Conceptual Model of Psychiatry—Evalutionary Model & Psychiatric Disorders
精神醫學之臨床、研究與教學一直缺乏一個整合性高、彈性大、變數建構清楚之概念模式。於檢討歷史上精神醫學的十二種概念模式之後,基於精神醫學遺傳學、生物學、心理、家庭、社會文化等方面研究所得知實證資料,依生物、心理、社會三個層面之種種發現分出精神疾病之潛在病因(遺傳因素,環境生物因素與慢性心理適應環境因素),中間變數(特質性生物學指標、人格特質、適應情況)、觸發病因(急性心理適應因素、急性生物學因素、社會支持網絡),原始型態精神疾病,臨床所見精神疾病、臨床病程預後和影響病程發展之心理社會文化環境因素。所有變數結構依時間列出前後因果關係,建立了精神醫學之精神疾病演進模式。該模式可以建立一套整體性之精神醫學資料系統。該模式足資為台灣精神醫學發展之理論取向,可以運用於研究、服務與教學。

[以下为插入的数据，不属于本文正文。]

//! Access method enumeration and learned preferences.

use chrono::{DateTime, Utc};
use serde::{Deserialize, Serialize};

/// How a model is invoked: directly by model id, or via a cross-region
/// inference profile (regional or global).
#[derive(Debug, Clone, Copy, PartialEq, Eq, Hash, Serialize, Deserialize, Default)]
#[serde(rename_all = "snake_case")]
pub enum AccessMethod {
    Direct,
    RegionalCris,
    GlobalCris,
    #[default]
    Unknown,
}

impl AccessMethod {
    /// Stable string form used in statistics and response metadata.
    pub fn as_str(&self) -> &'static str {
        match self {
            Self::Direct => "direct",
            Self::RegionalCris => "regional_cris",
            Self::GlobalCris => "global_cris",
            Self::Unknown => "unknown",
        }
    }

    /// Parse from the canonical strings. The legacy spelling `"cris_only"`
    /// is accepted and mapped to [`AccessMethod::RegionalCris`].
    pub fn parse(value: &str) -> Self {
        match value {
            "direct" => Self::Direct,
            "regional_cris" | "cris_only" => Self::RegionalCris,
            "global_cris" => Self::GlobalCris,
            _ => Self::Unknown,
        }
    }

    /// Whether this method routes through an inference profile.
    pub fn is_profile(&self) -> bool {
        matches!(self, Self::RegionalCris | Self::GlobalCris)
    }
}

impl std::fmt::Display for AccessMethod {
    fn fmt(&self, f: &mut std::fmt::Formatter<'_>) -> std::fmt::Result {
        f.write_str(self.as_str())
    }
}

/// Learned preference for a (model, region) key. Exactly one `prefer_*`
/// flag is true.
#[derive(Debug, Clone, PartialEq, Eq, Serialize, Deserialize)]
pub struct AccessPreference {
    pub prefer_direct: bool,
    pub prefer_regional: bool,
    pub prefer_global: bool,
    /// True when the preference was learned from a profile-requirement error
    /// rather than from an observed success.
    pub learned_from_error: bool,
    pub last_updated: DateTime<Utc>,
}

impl AccessPreference {
    /// Build a preference for the given method. Returns `None` for
    /// [`AccessMethod::Unknown`], which expresses no preference.
    pub fn for_method(method: AccessMethod, learned_from_error: bool) -> Option<Self> {
        let (direct, regional, global) = match method {
            AccessMethod::Direct => (true, false, false),
            AccessMethod::RegionalCris => (false, true, false),
            AccessMethod::GlobalCris => (false, false, true),
            AccessMethod::Unknown => return None,
        };
        Some(Self {
            prefer_direct: direct,
            prefer_regional: regional,
            prefer_global: global,
            learned_from_error,
            last_updated: Utc::now(),
        })
    }

    /// The method this preference points at.
    pub fn preferred_method(&self) -> AccessMethod {
        if self.prefer_direct {
            AccessMethod::Direct
        } else if self.prefer_regional {
            AccessMethod::RegionalCris
        } else {
            AccessMethod::GlobalCris
        }
    }
}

Psychiatry has been lack of a comprehensive, flexible conceptual model of psychiatric disorder, with operationalized constructs. After examining twelve models of psychiatry critically, the empirical data including genetic, biological, psychological, familial, sociocultural aspects, relevent to psychiatry (or psychopathology) were collected and grouped by the constructs of predisposing factors (genetic, environmental biological and chronic psychosocial factors), intervening factor (biological trait marker, personality trait and social-adjustment functions), precipitating factors (acute biological insult, acute psychosocial stress, social support system), original disease state, clinical disease state, prognostic state and psychosocial factors related to clinical course. By the time factor all these variables were connected into a coherent and meaning system with attempt to elicit the causal-effect relationship. This was called as the evolutionary model of psychiatry. This model was designed to be workable for theoretical development, clinical service, research and teaching purposes. A comprehensive psychiatric data system was constructed for this evolutionary model of psychiatry.